Eleonora Vig, Michael Dorr, David Cox
CVPR 2014 : 27th IEEE Conference on Computer Vision and Pattern Recognition, Colombus, USA, June 24-27, 2014.
Saliency prediction typically relies on hand-crafted
(multiscale) features that are combined in different ways to
form a “master” saliency map, which encodes local image
conspicuity. Recent improvements to the state of the art on
standard benchmarks such as MIT1003 have been achieved
mostly by incrementally adding more and more hand-tuned
features (such as car or face detectors) to existing models
[18, 4, 22, 34]. In contrast, we here follow an entirely
automatic data-driven approach that performs a large-scale
search for optimal features.

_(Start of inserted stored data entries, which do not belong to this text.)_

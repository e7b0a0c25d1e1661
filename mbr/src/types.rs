//! Common constants for the MBR on-disk format

/// Size of a boot record (MBR or EBR), independent of the device sector size
pub const BOOT_RECORD_SIZE: usize = 512;

/// Offset of the disk identity in the "modern" boot record layout
pub const DISK_IDENTITY_OFFSET: usize = 440;

/// Offset of the partition table (classical and modern layout)
pub const PARTITION_TABLE_OFFSET: usize = 446;

/// Size of a single partition table entry
pub const PARTITION_ENTRY_SIZE: usize = 16;

/// Number of partition entries per boot record
pub const PARTITION_ENTRY_COUNT: usize = 4;

/// Offset of the boot signature
pub const BOOT_SIGNATURE_OFFSET: usize = 510;

/// Boot signature bytes
pub const BOOT_SIGNATURE: [u8; 2] = [0x55, 0xaa];

/// Bootable flag in the partition entry flags byte
pub const FLAG_BOOTABLE: u8 = 0x80;

/// Partition type of an unused entry
pub const PARTITION_TYPE_EMPTY: u8 = 0x00;

/// Extended partition, CHS addressed
pub const PARTITION_TYPE_EXTENDED_CHS: u8 = 0x05;

/// Extended partition, LBA addressed
pub const PARTITION_TYPE_EXTENDED_LBA: u8 = 0x0f;

/// Default number of bytes per sector
pub const DEFAULT_BYTES_PER_SECTOR: u32 = 512;

/// Largest sector size tried by auto-detection
pub const MAXIMUM_BYTES_PER_SECTOR: u32 = 4096;

/// Sector sizes accepted (the set Linux fdisk supports)
pub const SUPPORTED_BYTES_PER_SECTOR: [u32; 4] = [512, 1024, 2048, 4096];

/// Default maximum depth of the extended boot record chain
pub const DEFAULT_MAXIMUM_RECURSION_DEPTH: usize = 256;

/// Default number of sectors each partition reader keeps cached
pub const DEFAULT_SECTOR_CACHE_CAPACITY: usize = 16;

/// Check whether a sector size is one of the supported values
pub fn is_supported_bytes_per_sector(bytes_per_sector: u32) -> bool {
    SUPPORTED_BYTES_PER_SECTOR.contains(&bytes_per_sector)
}
//! Utility functions for MBR decoding

pub mod bytes;
pub mod sector;
//! Partition descriptor as discovered in the MBR/EBR chain

use crate::error::Result;
use crate::record::PartitionEntry;
use crate::utils::sector::{sector_to_offset, sectors_to_bytes};

/// Location and type of one partition
///
/// Sector values are relative to the boot record the entry was found in and
/// only meaningful with the sector size active when the chain was resolved.
#[derive(Debug, Clone, Copy, PartialEq, Eq)]
pub struct PartitionDescriptor {
    /// Partition type byte
    pub partition_type: u8,

    /// Byte offset of the boot record holding the entry
    pub table_offset: i64,

    /// Start sector relative to `table_offset`
    pub sector_number: u32,

    /// Number of sectors
    pub sector_count: u32,
}

impl PartitionDescriptor {
    /// Build a descriptor from a decoded entry of the table at `table_offset`
    pub fn from_entry(entry: &PartitionEntry, table_offset: i64) -> Self {
        Self {
            partition_type: entry.partition_type,
            table_offset,
            sector_number: entry.start_lba,
            sector_count: entry.sector_count,
        }
    }

    /// Absolute byte offset of the partition start
    pub fn offset(&self, bytes_per_sector: u32) -> Result<i64> {
        sector_to_offset(self.table_offset, self.sector_number, bytes_per_sector)
    }

    /// Partition size in bytes
    pub fn size(&self, bytes_per_sector: u32) -> u64 {
        sectors_to_bytes(self.sector_count, bytes_per_sector)
    }
}
//! Cylinder-Head-Sector address decoding
//!
//! CHS values are legacy geometry and are only decoded for diagnostics; all
//! offset arithmetic uses LBA values.

use core::fmt;

use crate::error::Result;
use crate::utils::bytes::{read_u24, Endian};

/// Decoded CHS address
#[derive(Debug, Clone, Copy, PartialEq, Eq, Default)]
pub struct ChsAddress {
    /// Cylinder (10 bits)
    pub cylinder: u16,

    /// Head
    pub head: u8,

    /// Sector (6 bits, 1-based on disk)
    pub sector: u8,
}

impl ChsAddress {
    /// Size of a packed CHS field
    pub const SIZE: usize = 3;

    /// Decode a packed 3-byte CHS field
    ///
    /// Layout of the 24-bit value (as read with `endian`): bits 0-7 head,
    /// bits 8-13 sector, bits 14-23 cylinder.
    pub fn from_bytes(data: &[u8], endian: Endian) -> Result<Self> {
        let mut value = read_u24(data, 0, endian)?;

        let head = (value & 0xff) as u8;
        value >>= 8;
        let sector = (value & 0x3f) as u8;
        value >>= 6;
        let cylinder = (value & 0x3ff) as u16;

        Ok(Self {
            cylinder,
            head,
            sector,
        })
    }
}

impl fmt::Display for ChsAddress {
    fn fmt(&self, f: &mut fmt::Formatter<'_>) -> fmt::Result {
        write!(f, "{}/{}/{}", self.cylinder, self.head, self.sector)
    }
}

We identify those instances of a
richly-parameterized bio-inspired model family (hierarchical
neuromorphic networks) that successfully predict image
saliency. Because of the high dimensionality of this parameter
space, we use automated hyperparameter optimization
to efficiently guide the search. The optimal blend of such
multilayer features combined with a simple linear classifier
achieves excellent performance on several image saliency
benchmarks. Our models outperform the state of the art
on MIT1003, on which features and classifiers are learned.
Without additional training, these models generalize well
to two other image saliency data sets, Toronto and NUSEF,
despite their different image content. Finally, our algorithm
scores best of all the 23 models evaluated to date on the
MIT300 saliency challenge [16], which uses a hidden test set to facilitate an unbiased comparison.